◆ **Action item**:
Using the string "ContainerAsync" as the key, pull each matching line out of the records below.

[Stored data]
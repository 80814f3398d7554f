//! Test harness with testcontainers for integration testing.
//!
//! One Postgres container is shared by every test in the binary.
//! The container and migrations are initialized on first use, then reused.

use anyhow::{Context, Result};
use sqlx::PgPool;
use test_context::AsyncTestContext;
use testcontainers::runners::AsyncRunner;
use testcontainers::{ContainerAsync, ImageExt};
use testcontainers_modules::postgres::Postgres;
use tokio::sync::OnceCell;

/// Shared test infrastructure that persists across all tests.
struct SharedTestInfra {
    db_url: String,
    // Keep the container alive for the entire test run
    _postgres: ContainerAsync<Postgres>,
}

static SHARED_INFRA: OnceCell<SharedTestInfra> = OnceCell::const_new();

impl SharedTestInfra {
    async fn init() -> Result<Self> {
        // Run tests with: RUST_LOG=debug cargo test -- --nocapture
        let _ = tracing_subscriber::fmt()
            .with_env_filter(tracing_subscriber::EnvFilter::from_default_env())
            .with_test_writer()
            .try_init();

        let postgres = Postgres::default()
            .with_tag("16")
            .start()
            .await
            .context("Failed to start Postgres container")?;

        let pg_host = postgres.get_host().await?;
        let pg_port = postgres.get_host_port_ipv4(5432).await?;
        let db_url = format!(
            "postgresql://postgres:postgres@{}:{}/postgres",
            pg_host, pg_port
        );

        let pool = PgPool::connect(&db_url)
            .await
            .context("Failed to connect to Postgres for migrations")?;

        sqlx::migrate!("./migrations")
            .run(&pool)
            .await
            .context("Failed to run migrations")?;

        Ok(Self {
            db_url,
            _postgres: postgres,
        })
    }

    async fn get() -> &'static Self {
        SHARED_INFRA
            .get_or_init(|| async {
                Self::init()
                    .await
                    .expect("Failed to initialize shared test infrastructure")
            })
            .await
    }
}

/// Per-test context over the shared database.
///
/// ```ignore
/// #[test_context(TestHarness)]
/// #[tokio::test]
/// async fn my_test(ctx: &TestHarness) {
///     let store = ctx.store();
/// }
/// ```
pub struct TestHarness {
    pub db_pool: PgPool,
}

impl AsyncTestContext for TestHarness {
    async fn setup() -> Self {
        Self::new().await.expect("Failed to create test harness")
    }

    async fn teardown(self) {
        // Database pool is automatically dropped
    }
}

impl TestHarness {
    pub async fn new() -> Result<Self> {
        let infra = SharedTestInfra::get().await;

        let db_pool = PgPool::connect(&infra.db_url)
            .await
            .context("Failed to connect to test database")?;

        Ok(Self { db_pool })
    }

    pub fn store(&self) -> membership_core::kernel::PgRecordStore {
        membership_core::kernel::PgRecordStore::new(self.db_pool.clone())
    }
}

◆ **Your response**:
use testcontainers::{ContainerAsync, ImageExt};
    _postgres: ContainerAsync<Postgres>,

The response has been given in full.